Human Cytomegalovirus Latency-Associated Proteins Elicit Immune-Suppressive IL-10 Producing CD4(+) T Cells

Human cytomegalovirus (HCMV) is a widely prevalent human herpesvirus, which, after primary infection, persists in the host for life. In healthy individuals, the virus is well controlled by the HCMV-specific T cell response. A key feature of this persistence, in the face of a normally robust host immune response, is the establishment of viral latency.

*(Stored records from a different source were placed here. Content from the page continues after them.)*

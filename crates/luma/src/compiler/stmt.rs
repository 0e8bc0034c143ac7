// Statement compilation: scopes, control flow, and the loop family.
// Conditional jumps never pop, so every branch point emits an explicit pop
// on both the taken and fall-through paths.
use crate::compiler::ast::{Block, IfArm, LumaExpr, LumaStat};
use crate::compiler::expr::{compile_expr, compile_name_store};
use crate::compiler::helpers::*;
use crate::compiler::{Compiler, LoopInfo};
use crate::luma_value::LumaValue;
use crate::luma_vm::{LumaError, LumaResult, OpCode};

pub(crate) fn compile_stat(c: &mut Compiler, stat: &LumaStat) -> LumaResult<()> {
    match stat {
        LumaStat::Local { names, exprs, line } => {
            c.line = *line;
            compile_local(c, names, exprs)
        }
        LumaStat::Assign {
            targets,
            values,
            line,
        } => {
            c.line = *line;
            compile_assign(c, targets, values)
        }
        LumaStat::If {
            arms,
            else_body,
            line,
        } => {
            c.line = *line;
            compile_if(c, arms, else_body.as_ref())
        }
        LumaStat::While { cond, body, line } => {
            c.line = *line;
            compile_while(c, cond, body)
        }
        LumaStat::NumericFor {
            var,
            start,
            limit,
            step,
            body,
            line,
        } => {
            c.line = *line;
            compile_numeric_for(c, var, start, limit, step.as_ref(), body)
        }
        LumaStat::Repeat { body, cond, line } => {
            c.line = *line;
            compile_repeat(c, body, cond)
        }
        LumaStat::Do { body, line } => {
            c.line = *line;
            compile_block(c, body)
        }
        LumaStat::Return { exprs, line } => {
            c.line = *line;
            // this core evaluates a single return value
            if let Some(first) = exprs.first() {
                compile_expr(c, first)?;
            }
            emit_op(c, OpCode::Return);
            Ok(())
        }
        LumaStat::Break { line } => {
            c.line = *line;
            compile_break(c)
        }
        LumaStat::ExprStat { expr, line } => {
            c.line = *line;
            compile_expr(c, expr)?;
            // a print call leaves nothing behind; anything else does
            if !expr.is_print_call() {
                emit_op(c, OpCode::Pop);
            }
            Ok(())
        }
    }
}

pub(crate) fn compile_block(c: &mut Compiler, block: &Block) -> LumaResult<()> {
    begin_scope(c);
    for stat in &block.stats {
        compile_stat(c, stat)?;
    }
    end_scope(c);
    Ok(())
}

/// Initializers stay on the operand stack; the compile-time local stack
/// records which slot belongs to which name. No pop is emitted.
fn compile_local(
    c: &mut Compiler,
    names: &[Box<str>],
    exprs: &[LumaExpr],
) -> LumaResult<()> {
    for expr in exprs {
        compile_expr(c, expr)?;
    }
    for _ in exprs.len()..names.len() {
        emit_op(c, OpCode::PushNil);
    }
    for _ in names.len()..exprs.len() {
        emit_op(c, OpCode::Pop);
    }
    for name in names {
        add_local(c, name.clone())?;
    }
    Ok(())
}

/// Values are evaluated left to right, then stored into the targets in
/// reverse so stack order lines up. The value list is adjusted to the
/// target count first.
fn compile_assign(
    c: &mut Compiler,
    targets: &[LumaExpr],
    values: &[LumaExpr],
) -> LumaResult<()> {
    for value in values {
        compile_expr(c, value)?;
    }
    for _ in values.len()..targets.len() {
        emit_op(c, OpCode::PushNil);
    }
    for _ in targets.len()..values.len() {
        emit_op(c, OpCode::Pop);
    }

    for target in targets.iter().rev() {
        match target {
            LumaExpr::Name(name) => compile_name_store(c, name)?,
            _ => unreachable!("parser restricts assignment targets to names"),
        }
    }
    Ok(())
}

fn compile_if(
    c: &mut Compiler,
    arms: &[IfArm],
    else_body: Option<&Block>,
) -> LumaResult<()> {
    let mut end_jumps = Vec::new();

    for arm in arms {
        compile_expr(c, &arm.cond)?;
        let else_jump = emit_jump(c, OpCode::JumpIfFalse);
        emit_op(c, OpCode::Pop);
        compile_block(c, &arm.body)?;
        end_jumps.push(emit_jump(c, OpCode::Jump));
        // the false path lands on the pop that discards the condition
        patch_jump(c, else_jump)?;
        emit_op(c, OpCode::Pop);
    }

    if let Some(body) = else_body {
        compile_block(c, body)?;
    }

    for site in end_jumps {
        patch_jump(c, site)?;
    }
    Ok(())
}

fn compile_while(c: &mut Compiler, cond: &LumaExpr, body: &Block) -> LumaResult<()> {
    let loop_start = c.chunk.code.len();

    compile_expr(c, cond)?;
    let exit_jump = emit_jump(c, OpCode::JumpIfFalse);
    emit_op(c, OpCode::Pop);

    c.loop_stack.push(LoopInfo {
        break_jumps: Vec::new(),
        local_count: c.locals.len(),
    });
    compile_block(c, body)?;
    emit_loop(c, loop_start)?;

    patch_jump(c, exit_jump)?;
    emit_op(c, OpCode::Pop);

    finish_loop(c)
}

/// Numeric for. The control values live in three internal slots; the
/// direction is decided at runtime from the sign of the step, and the user
/// variable is a fresh local holding a copy of the current control value.
fn compile_numeric_for(
    c: &mut Compiler,
    var: &str,
    start: &LumaExpr,
    limit: &LumaExpr,
    step: Option<&LumaExpr>,
    body: &Block,
) -> LumaResult<()> {
    begin_scope(c);

    compile_expr(c, start)?;
    add_local(c, Box::from("(for start)"))?;
    compile_expr(c, limit)?;
    add_local(c, Box::from("(for limit)"))?;
    match step {
        Some(expr) => compile_expr(c, expr)?,
        None => emit_constant(c, LumaValue::Integer(1))?,
    }
    add_local(c, Box::from("(for step)"))?;

    let base = c.locals.len() - 3;
    let start_slot = base as u8;
    let limit_slot = (base + 1) as u8;
    let step_slot = (base + 2) as u8;

    let loop_start = c.chunk.code.len();

    // continue while start <= limit, or start >= limit for a negative step
    emit_op(c, OpCode::GetLocal);
    emit_byte(c, start_slot);
    emit_op(c, OpCode::GetLocal);
    emit_byte(c, limit_slot);
    emit_op(c, OpCode::GetLocal);
    emit_byte(c, step_slot);
    emit_constant(c, LumaValue::Integer(0))?;
    emit_op(c, OpCode::Lt);
    let non_negative = emit_jump(c, OpCode::JumpIfFalse);
    emit_op(c, OpCode::Pop);
    emit_op(c, OpCode::Ge);
    let compare_done = emit_jump(c, OpCode::Jump);
    patch_jump(c, non_negative)?;
    emit_op(c, OpCode::Pop);
    emit_op(c, OpCode::Le);
    patch_jump(c, compare_done)?;

    let exit_jump = emit_jump(c, OpCode::JumpIfFalse);
    emit_op(c, OpCode::Pop);

    c.loop_stack.push(LoopInfo {
        break_jumps: Vec::new(),
        local_count: c.locals.len(),
    });

    // expose the control value under the user's name
    emit_op(c, OpCode::GetLocal);
    emit_byte(c, start_slot);
    add_local(c, Box::from(var))?;

    compile_block(c, body)?;

    // drop the user variable, step the control value
    emit_op(c, OpCode::Pop);
    c.locals.pop();

    emit_op(c, OpCode::GetLocal);
    emit_byte(c, start_slot);
    emit_op(c, OpCode::GetLocal);
    emit_byte(c, step_slot);
    emit_op(c, OpCode::Add);
    emit_op(c, OpCode::SetLocal);
    emit_byte(c, start_slot);

    emit_loop(c, loop_start)?;
    patch_jump(c, exit_jump)?;
    emit_op(c, OpCode::Pop);

    finish_loop(c)?;
    end_scope(c);
    Ok(())
}

/// repeat/until. The condition is compiled inside the body's scope so it
/// sees locals declared there; the scope's pops go out on both exit paths
/// and the scope itself closes just before the back-branch.
fn compile_repeat(c: &mut Compiler, body: &Block, cond: &LumaExpr) -> LumaResult<()> {
    begin_scope(c);
    let loop_start = c.chunk.code.len();
    let locals_at_entry = c.locals.len();

    c.loop_stack.push(LoopInfo {
        break_jumps: Vec::new(),
        local_count: locals_at_entry,
    });

    for stat in &body.stats {
        compile_stat(c, stat)?;
    }
    compile_expr(c, cond)?;

    let scope_locals = c.locals.len() - locals_at_entry;

    let again = emit_jump(c, OpCode::JumpIfFalse);
    emit_op(c, OpCode::Pop);
    for _ in 0..scope_locals {
        emit_op(c, OpCode::Pop);
    }
    let exit = emit_jump(c, OpCode::Jump);

    patch_jump(c, again)?;
    emit_op(c, OpCode::Pop);
    for _ in 0..scope_locals {
        emit_op(c, OpCode::Pop);
    }
    emit_loop(c, loop_start)?;

    patch_jump(c, exit)?;
    finish_loop(c)?;
    discard_scope(c);
    Ok(())
}

fn compile_break(c: &mut Compiler) -> LumaResult<()> {
    let Some(local_count) = c.loop_stack.last().map(|info| info.local_count) else {
        return Err(LumaError::UnexpectedToken {
            found: "break".to_string(),
            line: c.line,
            col: 1,
        });
    };

    // unwind runtime locals introduced since loop entry; the compile-time
    // stack is untouched because compilation continues inside the body
    for _ in local_count..c.locals.len() {
        emit_op(c, OpCode::Pop);
    }

    let site = emit_jump(c, OpCode::Jump);
    if let Some(info) = c.loop_stack.last_mut() {
        info.break_jumps.push(site);
    }
    Ok(())
}

/// Pop the loop record and patch its break jumps to land here.
fn finish_loop(c: &mut Compiler) -> LumaResult<()> {
    if let Some(info) = c.loop_stack.pop() {
        for site in info.break_jumps {
            patch_jump(c, site)?;
        }
    }
    Ok(())
}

In contrast to lytic infection, which is characterised by extensive viral gene expression and virus production, long-term latency in cells of the myeloid lineage is characterised by highly restricted expression of viral genes, including UL138 and LUNA. Here we report that both UL138 and LUNA-specific T cells were detectable directly ex vivo in healthy HCMV seropositive subjects and that this response is principally CD4(+) T cell mediated. These UL138-specific CD4(+) T cells are able to mediate MHC class II restricted cytotoxicity and, importantly, show IFNγ effector function in the context of both lytic and latent infection. Furthermore, in contrast to CD4(+) T cells specific to antigens expressed solely during lytic infection, both the UL138 and LUNA-specific CD4(+) T cell responses included CD4(+) T cells that secreted the immunosuppressive cytokine cIL-10. We also show that cIL-10 expressing CD4(+) T-cells are directed against latently expressed US28 and UL111A. Taken together, our data show that latency-associated gene products of HCMV generate CD4(+) T cell responses in vivo, which are able to elicit effector function in response to both lytic and latently infected cells. Importantly and in contrast to CD4(+) T cell populations, which recognise antigens solely expressed during lytic infection, include a subset of cells that secrete the immunosuppressive cytokine cIL-10. This suggests that HCMV skews the T cell responses to latency-associated antigens to one that is overall suppressive in order to sustain latent carriage in vivo.